"Die Europawahl eignet sich nicht für eine Denkzettelwahl, dafür ist sie zu wichtig", mahnte der Spitzenkandidat der niederbayerischen FDP, der Eggenfeldner Siegfried H. Seidl, bei einer Wahlveranstaltung der FDP Landshut im Augustiner Bräu, bei der auch Landesvorstandsmitglied Nicole Bauer aus Velden zu Gast war.
Bei allen Diskussionen über Wirtschafts- und Finanzfragen und bei aller berechtigten Kritik über Ausuferungen der EU-Bürokratie, dürften wir den Grundgedanken nicht aus den Augen verlieren, erläuterte Seidl. "Europa ist ein großartiges Projekt, das für Frieden, Freiheit und Wohlstand steht. Dennoch sind viele Menschen unzufrieden mit der Europäischen Union", meinte Seidl und lieferte auch die Begründung dafür. Viele Mängel und Probleme seien dadurch entstanden, dass Europa noch lange nicht fertig ist, denn das Jahrhundertprojekt Europa stehe auf halbem Wege. Seidl fand dafür eine griffige Metapher: "Wenn man versucht einen Fluss zu überschwimmen und kommt in der Mitte an, steht man vor der Entscheidung: Schwimmt man zügig weiter, oder kehrt man um?" Die denkbar schlechteste Lösung wäre es seiner Meinung nach auf der Stelle zu verharren, denn dann treibt man stromabwärts, oder ertrinkt im schlimmsten Fall.
Die Politik in Brüssel und Straßburg muss laut Seidl unbedingt transparenter werden. "Die Menschen lehnen Dinge ab, die sie nicht verstehen". In dem Zusammenhang kritisierte er die CSU, deren Wahlwerbung auf dem Slogan beruht: "Wählen Sie Bayern." Information über politische Entscheidungsprozesse findet dabei kaum statt. Andere Mitbewerber hingegen setzen vor allem auf das Schüren von Ängsten. Die Liberalen setzen auf sachliche Information und Aufklärung, denn als überzeugte Europapartei ist die FDP in der Pflicht, Antworten zu geben und Lösungen zu bieten.
Als wichtigste Ziele der Liberalen für die nächste Legislaturperiode des Europaparlaments nannte Seidl das Hinwirken auf eine Neujustierung europäischer Zuständigkeiten. So wäre aus seiner Sicht "Mehr Europa" in Fragen der Energiepolitik oder der gemeinsamen Außen- und Sicherheitspolitik wünschenswert, hingegen sollte sich die EU aus vielen Bereichen zurückziehen, die auch national geregelt werden können.
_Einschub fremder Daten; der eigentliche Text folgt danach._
use crate::{
    client::RemoteTaskSource,
    error::Result,
    state::Snapshot,
    types::{RemoteConfig, Task, TrackerConfig, TrackerEvent},
};
use std::{
    collections::HashMap,
    sync::{
        Arc,
        atomic::{AtomicBool, Ordering},
    },
    time::Duration,
};
use tokio::{
    sync::{Mutex, RwLock, mpsc, watch},
    task::JoinHandle,
    time::MissedTickBehavior,
};

/// 轮询间隔下限，`interval` 不接受零间隔
const MIN_POLL_INTERVAL: Duration = Duration::from_millis(1);

pub(crate) struct Inner {
    pub(crate) source: Arc<dyn RemoteTaskSource>,
    config: TrackerConfig,
    pub(crate) snapshot: watch::Sender<Snapshot>,
    /// 同一时刻最多一个任务列表请求在途
    fetch_lock: Mutex<()>,
    /// 视图销毁后置为 false，迟到的响应直接丢弃
    alive: AtomicBool,
    pub(crate) remote_config: RwLock<Option<RemoteConfig>>,
    event_tx: mpsc::Sender<TrackerEvent>,
}

/// 任务跟踪器
///
/// 定时轮询远端任务列表，并以不可变快照的形式发布给展示层。
/// 命令（取消、重试、删除等）见 `commands` 模块。
#[derive(Clone)]
pub struct TaskTracker {
    pub(crate) inner: Arc<Inner>,
}

impl TaskTracker {
    /// 创建新的跟踪器
    ///
    /// # 参数
    /// * `source` - 远端任务源
    /// * `config` - 轮询间隔等配置
    ///
    /// # 返回
    /// 返回跟踪器实例和事件接收器
    pub fn new(
        source: Arc<dyn RemoteTaskSource>,
        config: TrackerConfig,
    ) -> (Self, mpsc::Receiver<TrackerEvent>) {
        let config = TrackerConfig {
            poll_interval: config.poll_interval.max(MIN_POLL_INTERVAL),
            ..config
        };
        let (event_tx, event_rx) = mpsc::channel(config.event_capacity.max(1));
        let (snapshot, _) = watch::channel(Snapshot::default());

        let tracker = Self {
            inner: Arc::new(Inner {
                source,
                config,
                snapshot,
                fetch_lock: Mutex::new(()),
                alive: AtomicBool::new(true),
                remote_config: RwLock::new(None),
                event_tx,
            }),
        };

        (tracker, event_rx)
    }

    /// 订阅快照变化
    pub fn subscribe(&self) -> watch::Receiver<Snapshot> {
        self.inner.snapshot.subscribe()
    }

    /// 当前快照
    pub fn snapshot(&self) -> Snapshot {
        self.inner.snapshot.borrow().clone()
    }

    pub fn is_alive(&self) -> bool {
        self.inner.alive.load(Ordering::Acquire)
    }

    /// 启动定时轮询，第一次轮询立即进行
    pub fn start(&self) -> Poller {
        let tracker = self.clone();
        let handle = tokio::spawn(async move { tracker.run().await });
        Poller {
            tracker: self.clone(),
            handle,
        }
    }

    /// 停止跟踪器，之后不再发布任何快照
    pub fn stop(&self) {
        self.inner.alive.store(false, Ordering::Release);
    }

    async fn run(self) {
        let mut ticker = tokio::time::interval(self.inner.config.poll_interval);
        // 上一次请求未返回时错过的 tick 直接跳过，不排队
        ticker.set_missed_tick_behavior(MissedTickBehavior::Skip);

        loop {
            ticker.tick().await;
            if !self.is_alive() {
                break;
            }
            self.poll().await;
        }
        tracing::debug!("poll loop stopped");
    }

    /// 定时轮询：已有请求在途时跳过本次
    async fn poll(&self) {
        let Ok(_guard) = self.inner.fetch_lock.try_lock() else {
            tracing::debug!("previous fetch still in flight, skipping tick");
            return;
        };
        let _ = self.fetch_and_publish().await;
    }

    /// 立即刷新（不等下一个 tick），与定时轮询串行
    ///
    /// 失败只记录日志，不向调用方抛出。
    pub async fn refresh(&self) {
        let _guard = self.inner.fetch_lock.lock().await;
        let _ = self.fetch_and_publish().await;
    }

    /// 首次加载失败后的重试入口
    pub async fn reload(&self) -> Result<()> {
        self.inner.snapshot.send_if_modified(|snapshot| {
            if snapshot.is_ready() {
                return false;
            }
            *snapshot = snapshot.loading();
            true
        });
        let _guard = self.inner.fetch_lock.lock().await;
        self.fetch_and_publish().await
    }

    /// 在后台安排一次刷新
    pub(crate) fn schedule_refresh(&self) {
        let tracker = self.clone();
        tokio::spawn(async move { tracker.refresh().await });
    }

    async fn fetch_and_publish(&self) -> Result<()> {
        if !self.is_alive() {
            return Ok(());
        }
        let result = self.inner.source.list_tasks().await;
        if !self.is_alive() {
            tracing::debug!("discarding task list received after teardown");
            return Ok(());
        }

        match result {
            Ok(tasks) => {
                let previous = Arc::clone(&self.inner.snapshot.borrow().tasks);
                self.emit_changes(&previous, &tasks);
                tracing::debug!(count = tasks.len(), "task list refreshed");
                self.inner
                    .snapshot
                    .send_modify(|snapshot| *snapshot = snapshot.replaced(tasks));
                Ok(())
            }
            Err(err) => {
                let message = err.to_string();
                let ready = self.inner.snapshot.borrow().is_ready();
                if ready {
                    // 已有可用视图时吞掉错误，避免闪烁
                    tracing::warn!(error = %message, "failed to refresh tasks");
                    self.emit(TrackerEvent::PollFailed { message });
                } else {
                    tracing::warn!(error = %message, "initial task load failed");
                    self.inner
                        .snapshot
                        .send_modify(|snapshot| *snapshot = snapshot.failed(message));
                }
                Err(err)
            }
        }
    }

    fn emit(&self, event: TrackerEvent) {
        // 消费者跟不上时丢弃事件，绝不阻塞轮询
        if self.inner.event_tx.try_send(event).is_err() {
            tracing::trace!("tracker event dropped");
        }
    }

    fn emit_changes(&self, previous: &[Task], current: &[Task]) {
        let before: HashMap<&str, &Task> = previous.iter().map(|t| (t.id.as_str(), t)).collect();

        for task in current {
            match before.get(task.id.as_str()) {
                None => self.emit(TrackerEvent::TaskAppeared {
                    task_id: task.id.clone(),
                    status: task.status,
                }),
                Some(old) if old.status != task.status => {
                    self.emit(TrackerEvent::TaskStatusChanged {
                        task_id: task.id.clone(),
                        from: old.status,
                        to: task.status,
                    })
                }
                Some(_) => {}
            }
        }

        for old in previous {
            if !current.iter().any(|task| task.id == old.id) {
                self.emit(TrackerEvent::TaskRemoved {
                    task_id: old.id.clone(),
                });
            }
        }
    }
}

/// 轮询句柄，drop 或 `stop` 时终止轮询
pub struct Poller {
    tracker: TaskTracker,
    handle: JoinHandle<()>,
}

impl Poller {
    pub fn tracker(&self) -> &TaskTracker {
        &self.tracker
    }

    pub fn stop(self) {
        drop(self);
    }
}

impl Drop for Poller {
    fn drop(&mut self) {
        self.tracker.stop();
        self.handle.abort();
    }
}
Der Landshuter FDP-Kreisvorsitzende Alexander Putz leitete die anschließende Diskussionsrunde, zu der die Gäste zahlreiche kritische Nachfragen und Anmerkungen beisteuerten. Ein Teilnehmer äußerte seine Sorge, dass die Verschiedenheit der nationalen europäischen Kulturen durch ein zu viel an Harmonisierung unter die Räder kommen könnte. Andere Diskussionsbeiträge betrafen die europäische Flüchtlings- und Asylpolitik und die aktuelle Krisensituation in der Ukraine. Landesvorstandsmitglied Nicole Bauer bedauerte das aktuell vorhandene geringe Interesse der Bevölkerung an den Europawahlen. "Die Politik ist in der Pflicht, die Menschen wieder mehr für Europa zu begeistern", meinte sie und verwies auf den Wahlslogan auf einem der FDP-Plakate "Offene Grenzen – Offene Herzen".